A cromatina, por sua vez, aparece em dois estados funcionais que explicam por que duas células com o mesmo genoma podem ser tão diferentes: a eucromatina, mais frouxa, rica em genes ativamente transcritos e com histonas acetiladas, e a heterocromatina, mais condensada, com histonas metiladas, associada a sequências repetitivas, centrômeros e telômeros, e cujos genes ficam silenciados — a inativação de um dos cromossomos X nas mulheres, formando o corpúsculo de Barr, é o exemplo clássico de heterocromatina facultativa.
O nucléolo, por sua vez, não é organela membranosa, mas sim um domínio especializado formado pela própria cromatina que carrega os genes de rRNA (regiões organizadoras do nucléolo): ali ocorrem a transcrição do RNA ribossômico pela RNA polimerase I, seu processamento e a montagem das subunidades maior e menor dos ribossomos, que saem pelo poro nuclear e só se unem no citoplasma durante a tradução — daí o nucléolo ser mais evidente em células com intensa síntese proteica, como neurônios e células secretoras. O poro nuclear merece destaque porque não é simples furo: é um complexo proteico gigantesco (o complexo do poro, com cerca de 30 nucleoporinas) que reconhece sequências sinalizadoras, permitindo exportar mRNA maduro e importar proteínas nucleares com gasto de GTP, num trânsito seletivo e unidirecional.

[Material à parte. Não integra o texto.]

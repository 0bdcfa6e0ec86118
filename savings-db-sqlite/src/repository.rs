use std::path::Path;
use std::str::FromStr;

use anyhow::{Context, Result};
use async_trait::async_trait;
use chrono::{DateTime, Utc};
use savings_core::{
    NewSavedEstimate, RepositoryError, SavedEstimate, SavingsRepository, Scenario, ScenarioCode,
    ScenarioParams,
};
use sqlx::{
    Row,
    sqlite::{SqliteConnectOptions, SqlitePool},
};

use crate::decimal::{decimal_to_f64, get_decimal, get_optional_decimal};

pub struct SqliteRepository {
    pool: SqlitePool,
}

impl SqliteRepository {
    pub async fn new(database_url: &str) -> Result<Self> {
        let options = SqliteConnectOptions::from_str(database_url)
            .with_context(|| format!("Invalid database URL: {}", database_url))?
            .create_if_missing(true);
        let pool = SqlitePool::connect_with(options)
            .await
            .with_context(|| format!("Failed to connect to database: {}", database_url))?;
        Ok(Self { pool })
    }

    pub async fn new_with_pool(pool: SqlitePool) -> Self {
        Self { pool }
    }

    pub async fn run_migrations(&self) -> Result<()> {
        sqlx::migrate!("./migrations")
            .run(&self.pool)
            .await
            .context("Failed to run database migrations")?;
        Ok(())
    }

    /// Load and execute all SQL seed files from the specified directory.
    /// Files are executed in alphabetical order by filename.
    pub async fn run_seeds(
        &self,
        seeds_dir: &Path,
    ) -> Result<()> {
        let mut entries: Vec<_> = std::fs::read_dir(seeds_dir)
            .with_context(|| format!("Failed to read seeds directory '{}'", seeds_dir.display()))?
            .filter_map(|entry| entry.ok())
            .filter(|entry| entry.path().extension().is_some_and(|ext| ext == "sql"))
            .collect();

        entries.sort_by_key(|entry| entry.file_name());

        for entry in entries {
            let path = entry.path();
            let sql = std::fs::read_to_string(&path)
                .with_context(|| format!("Failed to read seed file '{}'", path.display()))?;

            tracing::debug!(file = %path.display(), "applying seed file");
            sqlx::raw_sql(&sql)
                .execute(&self.pool)
                .await
                .with_context(|| format!("Failed to execute seed file '{}'", path.display()))?;
        }

        Ok(())
    }

    pub fn pool(&self) -> &SqlitePool {
        &self.pool
    }
}

fn row_to_scenario(row: &sqlx::sqlite::SqliteRow) -> Result<Scenario, RepositoryError> {
    let code_str: String = row
        .try_get("code")
        .map_err(|e| RepositoryError::Database(e.to_string()))?;
    let code = ScenarioCode::parse(&code_str)
        .ok_or_else(|| RepositoryError::Database(format!("Invalid scenario code: {}", code_str)))?;

    Ok(Scenario {
        id: row
            .try_get("id")
            .map_err(|e| RepositoryError::Database(e.to_string()))?,
        code,
        name: row
            .try_get("name")
            .map_err(|e| RepositoryError::Database(e.to_string()))?,
    })
}

fn row_to_scenario_params(
    row: &sqlx::sqlite::SqliteRow,
) -> Result<ScenarioParams, RepositoryError> {
    let code_str: String = row
        .try_get("scenario_code")
        .map_err(|e| RepositoryError::Database(e.to_string()))?;
    let scenario_code = ScenarioCode::parse(&code_str)
        .ok_or_else(|| RepositoryError::Database(format!("Invalid scenario code: {}", code_str)))?;

    Ok(ScenarioParams {
        scenario_code,
        dimension_a_field: row
            .try_get("dimension_a_field")
            .map_err(|e| RepositoryError::Database(e.to_string()))?,
        dimension_a_label: row
            .try_get("dimension_a_label")
            .map_err(|e| RepositoryError::Database(e.to_string()))?,
        dimension_b_field: row
            .try_get("dimension_b_field")
            .map_err(|e| RepositoryError::Database(e.to_string()))?,
        dimension_b_label: row
            .try_get("dimension_b_label")
            .map_err(|e| RepositoryError::Database(e.to_string()))?,
        affected_rate_field: row
            .try_get("affected_rate_field")
            .map_err(|e| RepositoryError::Database(e.to_string()))?,
        affected_rate_label: row
            .try_get("affected_rate_label")
            .map_err(|e| RepositoryError::Database(e.to_string()))?,
        value_per_event_field: row
            .try_get("value_per_event_field")
            .map_err(|e| RepositoryError::Database(e.to_string()))?,
        value_per_event_label: row
            .try_get("value_per_event_label")
            .map_err(|e| RepositoryError::Database(e.to_string()))?,
        preventable_fraction: get_optional_decimal(row, "preventable_fraction")?,
    })
}

fn row_to_saved_estimate(
    row: &sqlx::sqlite::SqliteRow,
) -> Result<SavedEstimate, RepositoryError> {
    let code_str: String = row
        .try_get("scenario_code")
        .map_err(|e| RepositoryError::Database(e.to_string()))?;
    let scenario_code = ScenarioCode::parse(&code_str)
        .ok_or_else(|| RepositoryError::Database(format!("Invalid scenario code: {}", code_str)))?;

    Ok(SavedEstimate {
        id: row
            .try_get("id")
            .map_err(|e| RepositoryError::Database(e.to_string()))?,
        scenario_code,
        label: row
            .try_get("label")
            .map_err(|e| RepositoryError::Database(e.to_string()))?,
        dimension_a: get_decimal(row, "dimension_a")?,
        dimension_b: get_decimal(row, "dimension_b")?,
        affected_rate_percent: get_decimal(row, "affected_rate_percent")?,
        value_per_event: get_decimal(row, "value_per_event")?,
        preventable_fraction: get_decimal(row, "preventable_fraction")?,
        savings: get_optional_decimal(row, "savings")?,
        created_at: row
            .try_get::<DateTime<Utc>, _>("created_at")
            .map_err(|e| RepositoryError::Database(format!("Failed to get created_at: {}", e)))?,
        updated_at: row
            .try_get::<DateTime<Utc>, _>("updated_at")
            .map_err(|e| RepositoryError::Database(format!("Failed to get updated_at: {}", e)))?,
    })
}

#[async_trait]
impl SavingsRepository for SqliteRepository {
    async fn get_scenarios(&self) -> Result<Vec<Scenario>, RepositoryError> {
        let rows = sqlx::query("SELECT id, code, name FROM scenario ORDER BY id")
            .fetch_all(&self.pool)
            .await
            .map_err(|e| RepositoryError::Database(e.to_string()))?;

        rows.iter().map(row_to_scenario).collect()
    }

    async fn get_scenario_by_code(
        &self,
        code: ScenarioCode,
    ) -> Result<Scenario, RepositoryError> {
        let row = sqlx::query("SELECT id, code, name FROM scenario WHERE code = ?")
            .bind(code.as_str())
            .fetch_optional(&self.pool)
            .await
            .map_err(|e| RepositoryError::Database(e.to_string()))?
            .ok_or(RepositoryError::NotFound)?;

        row_to_scenario(&row)
    }

    async fn upsert_scenario(
        &self,
        code: ScenarioCode,
        name: &str,
    ) -> Result<Scenario, RepositoryError> {
        sqlx::query(
            "INSERT INTO scenario (code, name) VALUES (?, ?)
             ON CONFLICT(code) DO UPDATE SET name = excluded.name",
        )
        .bind(code.as_str())
        .bind(name)
        .execute(&self.pool)
        .await
        .map_err(|e| RepositoryError::Database(e.to_string()))?;

        self.get_scenario_by_code(code).await
    }

    async fn get_params_for_scenario(
        &self,
        code: ScenarioCode,
    ) -> Result<ScenarioParams, RepositoryError> {
        let row = sqlx::query(
            "SELECT scenario_code, dimension_a_field, dimension_a_label,
                    dimension_b_field, dimension_b_label,
                    affected_rate_field, affected_rate_label,
                    value_per_event_field, value_per_event_label,
                    preventable_fraction
             FROM scenario_params WHERE scenario_code = ?",
        )
        .bind(code.as_str())
        .fetch_optional(&self.pool)
        .await
        .map_err(|e| RepositoryError::Database(e.to_string()))?
        .ok_or(RepositoryError::NotFound)?;

        row_to_scenario_params(&row)
    }

    async fn insert_scenario_params(
        &self,
        params: &ScenarioParams,
    ) -> Result<(), RepositoryError> {
        sqlx::query(
            "INSERT INTO scenario_params (
                scenario_code, dimension_a_field, dimension_a_label,
                dimension_b_field, dimension_b_label,
                affected_rate_field, affected_rate_label,
                value_per_event_field, value_per_event_label,
                preventable_fraction
            ) VALUES (?, ?, ?, ?, ?, ?, ?, ?, ?, ?)",
        )
        .bind(params.scenario_code.as_str())
        .bind(&params.dimension_a_field)
        .bind(&params.dimension_a_label)
        .bind(&params.dimension_b_field)
        .bind(&params.dimension_b_label)
        .bind(&params.affected_rate_field)
        .bind(&params.affected_rate_label)
        .bind(&params.value_per_event_field)
        .bind(&params.value_per_event_label)
        .bind(params.preventable_fraction.map(decimal_to_f64))
        .execute(&self.pool)
        .await
        .map_err(|e| RepositoryError::Database(e.to_string()))?;

        Ok(())
    }

    async fn delete_params_for_scenario(
        &self,
        code: ScenarioCode,
    ) -> Result<u64, RepositoryError> {
        let result = sqlx::query("DELETE FROM scenario_params WHERE scenario_code = ?")
            .bind(code.as_str())
            .execute(&self.pool)
            .await
            .map_err(|e| RepositoryError::Database(e.to_string()))?;

        Ok(result.rows_affected())
    }

    async fn create_saved_estimate(
        &self,
        estimate: NewSavedEstimate,
    ) -> Result<SavedEstimate, RepositoryError> {
        let now = Utc::now();

        let result = sqlx::query(
            "INSERT INTO saved_estimate (
                scenario_code, label, dimension_a, dimension_b,
                affected_rate_percent, value_per_event, preventable_fraction,
                savings, created_at, updated_at
            ) VALUES (?, ?, ?, ?, ?, ?, ?, ?, ?, ?)",
        )
        .bind(estimate.scenario_code.as_str())
        .bind(&estimate.label)
        .bind(decimal_to_f64(estimate.dimension_a))
        .bind(decimal_to_f64(estimate.dimension_b))
        .bind(decimal_to_f64(estimate.affected_rate_percent))
        .bind(decimal_to_f64(estimate.value_per_event))
        .bind(decimal_to_f64(estimate.preventable_fraction))
        .bind(estimate.savings.map(decimal_to_f64))
        .bind(now)
        .bind(now)
        .execute(&self.pool)
        .await
        .map_err(|e| RepositoryError::Database(e.to_string()))?;

        let id = result.last_insert_rowid();
        self.get_saved_estimate(id).await
    }

    async fn get_saved_estimate(
        &self,
        id: i64,
    ) -> Result<SavedEstimate, RepositoryError> {
        let row = sqlx::query(
            "SELECT id, scenario_code, label, dimension_a, dimension_b,
                    affected_rate_percent, value_per_event, preventable_fraction,
                    savings, created_at, updated_at
             FROM saved_estimate WHERE id = ?",
        )
        .bind(id)
        .fetch_optional(&self.pool)
        .await
        .map_err(|e| RepositoryError::Database(e.to_string()))?
        .ok_or(RepositoryError::NotFound)?;

        row_to_saved_estimate(&row)
    }

    async fn delete_saved_estimate(
        &self,
        id: i64,
    ) -> Result<(), RepositoryError> {
        let result = sqlx::query("DELETE FROM saved_estimate WHERE id = ?")
            .bind(id)
            .execute(&self.pool)
            .await
            .map_err(|e| RepositoryError::Database(e.to_string()))?;

        if result.rows_affected() == 0 {
            return Err(RepositoryError::NotFound);
        }

        Ok(())
    }

    async fn list_saved_estimates(
        &self,
        scenario: Option<ScenarioCode>,
    ) -> Result<Vec<SavedEstimate>, RepositoryError> {
        const BASE_QUERY: &str =
            "SELECT id, scenario_code, label, dimension_a, dimension_b,
                    affected_rate_percent, value_per_event, preventable_fraction,
                    savings, created_at, updated_at
             FROM saved_estimate";

        let rows = match scenario {
            Some(code) => {
                sqlx::query(&format!(
                    "{} WHERE scenario_code = ? ORDER BY updated_at DESC",
                    BASE_QUERY
                ))
                .bind(code.as_str())
                .fetch_all(&self.pool)
                .await
            }
            None => {
                sqlx::query(&format!("{} ORDER BY updated_at DESC", BASE_QUERY))
                    .fetch_all(&self.pool)
                    .await
            }
        }
        .map_err(|e| RepositoryError::Database(e.to_string()))?;

        rows.iter().map(row_to_saved_estimate).collect()
    }
}
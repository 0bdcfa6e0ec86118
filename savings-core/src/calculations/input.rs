//! Raw calculator input and its lenient numeric reading.
//!
//! Calculator fields arrive as free text typed into a form or on a command
//! line. Every conversion here is total: blank text, text that does not
//! parse, and fields that were never provided all read as zero. Nothing in
//! this module returns an error or logs.

use std::collections::HashMap;

use rust_decimal::Decimal;
use serde::{Deserialize, Serialize};

/// A single field value as captured, before any numeric interpretation.
///
/// Values that were already numeric stay numeric; everything else is kept
/// as the text the user entered.
#[derive(Debug, Clone, PartialEq, Eq, Serialize, Deserialize)]
#[serde(untagged)]
pub enum RawValue {
    /// A value that was numeric at the point of capture.
    Number(Decimal),

    /// Text exactly as entered, not yet parsed.
    Text(String),
}

impl RawValue {
    /// Reads this value as a decimal.
    ///
    /// Text is trimmed and commas (thousands separators) are removed before
    /// parsing, so `"1,250"` reads as `1250`. Empty text and text that does
    /// not parse as a number both read as zero. Numbers pass through
    /// unchanged, including negative ones.
    pub fn to_decimal(&self) -> Decimal {
        match self {
            RawValue::Number(value) => *value,
            RawValue::Text(text) => {
                let normalized = text.trim().replace(',', "");
                if normalized.is_empty() {
                    return Decimal::ZERO;
                }
                normalized.parse().unwrap_or(Decimal::ZERO)
            }
        }
    }
}

impl From<Decimal> for RawValue {
    fn from(value: Decimal) -> Self {
        RawValue::Number(value)
    }
}

impl From<&str> for RawValue {
    fn from(value: &str) -> Self {
        RawValue::Text(value.to_string())
    }
}

impl From<String> for RawValue {
    fn from(value: String) -> Self {
        RawValue::Text(value)
    }
}

/// The full set of captured fields for one estimate, keyed by field name.
///
/// Field names are scenario vocabulary such as `num_doctors` or
/// `revenue_per_surgery`. Lookups never fail: a field that was never set
/// reads as zero, the same as a field left blank.
#[derive(Debug, Clone, Default, PartialEq, Eq, Serialize, Deserialize)]
pub struct EstimationInput {
    /// Captured values by field name.
    pub fields: HashMap<String, RawValue>,
}

impl EstimationInput {
    /// Creates an empty input set.
    pub fn new() -> Self {
        Self::default()
    }

    /// Sets a field, replacing any earlier value under the same name.
    pub fn insert(
        &mut self,
        field: impl Into<String>,
        value: impl Into<RawValue>,
    ) {
        self.fields.insert(field.into(), value.into());
    }

    /// Returns the captured value for a field, if one was provided.
    pub fn get(&self, field: &str) -> Option<&RawValue> {
        self.fields.get(field)
    }

    /// Reads a field as a decimal, treating a missing field as zero.
    pub fn value(&self, field: &str) -> Decimal {
        self.fields
            .get(field)
            .map(RawValue::to_decimal)
            .unwrap_or(Decimal::ZERO)
    }
}
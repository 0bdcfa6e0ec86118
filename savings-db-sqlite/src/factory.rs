use std::path::PathBuf;

use async_trait::async_trait;

use savings_core::db::repository::{RepositoryError, SavingsRepository};
use savings_core::db::{DbConfig, RepositoryFactory};

use crate::repository::SqliteRepository;

/// Resolve the seeds directory at runtime so it works in both development
/// and packaged distribution.
///
/// Resolution order:
/// 1. `SAVINGS_SEEDS_DIR`, when set (override for packagers or custom
///    layouts).
/// 2. `./seeds`, when the directory exists in the current working directory.
/// 3. `$CARGO_MANIFEST_DIR/seeds` as a last resort (dev and tests run from
///    the build tree).
fn seeds_dir() -> PathBuf {
    if let Ok(dir) = std::env::var("SAVINGS_SEEDS_DIR") {
        return PathBuf::from(dir);
    }
    let cwd_seeds = PathBuf::from("./seeds");
    if cwd_seeds.is_dir() {
        return cwd_seeds;
    }
    PathBuf::from(env!("CARGO_MANIFEST_DIR")).join("seeds")
}

/// [`RepositoryFactory`] for SQLite.
///
/// Register this with a [`savings_core::db::RepositoryRegistry`] to make the
/// `"sqlite"` backend available:
///
/// ```rust,no_run
/// use savings_core::db::RepositoryRegistry;
/// use savings_db_sqlite::SqliteRepositoryFactory;
///
/// let mut registry = RepositoryRegistry::new();
/// registry.register(Box::new(SqliteRepositoryFactory::new()));
/// ```
#[derive(Debug, Default)]
pub struct SqliteRepositoryFactory {
    seeds_dir: Option<PathBuf>,
}

impl SqliteRepositoryFactory {
    /// Factory that resolves the seeds directory at runtime (see the module's
    /// `seeds_dir` resolution order).
    pub fn new() -> Self {
        Self::default()
    }

    /// Factory that loads seeds from a fixed directory, skipping the runtime
    /// resolution. Used when a config file names the directory explicitly.
    pub fn with_seeds_dir(dir: impl Into<PathBuf>) -> Self {
        Self {
            seeds_dir: Some(dir.into()),
        }
    }
}

#[async_trait]
impl RepositoryFactory for SqliteRepositoryFactory {
    fn backend_name(&self) -> &'static str {
        "sqlite"
    }

    /// Open the database described by `config.connection_string`, then run
    /// migrations and seeds so the catalog is ready to query.
    ///
    /// Accepted connection-string values:
    /// * A sqlx SQLite URL or bare file path, e.g. `sqlite:savings.db` or
    ///   `savings.db`. The file is created if it does not exist.
    /// * `":memory:"` for an ephemeral in-memory database (useful for tests).
    ///
    /// Seed SQL files are loaded from the configured directory, or from a
    /// directory resolved at runtime. For packaged distribution, set
    /// `SAVINGS_SEEDS_DIR` or run with a `seeds` directory in the current
    /// working directory.
    async fn create(
        &self,
        config: &DbConfig,
    ) -> Result<Box<dyn SavingsRepository>, RepositoryError> {
        let repo = SqliteRepository::new(&config.connection_string)
            .await
            .map_err(|e| RepositoryError::Connection(format!("{:#}", e)))?;
        repo.run_migrations()
            .await
            .map_err(|e| RepositoryError::Database(format!("{:#}", e)))?;
        let dir = match &self.seeds_dir {
            Some(dir) => dir.clone(),
            None => seeds_dir(),
        };
        repo.run_seeds(&dir)
            .await
            .map_err(|e| RepositoryError::Database(format!("{:#}", e)))?;
        Ok(Box::new(repo))
    }
}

Esse ponto rende questão quando a prova cobra a diferença entre transporte passivo de íons e o transporte ativo de macromoléculas, ou pede que se explique por que o mRNA é processado (splicing, capuz, cauda poli-A) antes de sair do núcleo, evitando tradução de transcritos imaturos.
Na Fuvest e na Unicamp, o tema costuma aparecer associado a expressão gênica e diferenciação celular, exigindo que o aluno relacione condensação da cromatina com atividade transcricional e com o controle do ciclo celular, enquanto o ENEM costuma cobrar a função do nucléolo na síntese proteica e a presença da carioteca como característica exclusiva dos eucariontes, e vestibulares como a Unesp já exploraram a lâmina nuclear em questão sobre a manutenção da forma do núcleo; em questões dissertativas, o erro mais comum é tratar o nucléolo como organela membranosa ou afirmar que a carioteca é uma membrana simples, quando se trata de bicamada lipídica contínua com o retículo endoplasmático e interrompida pelos poros, cuja compreensão integrada é justamente o que esse tópico exige para que se entenda o núcleo como um centro de comando dinâmico e não como um simples saco de DNA.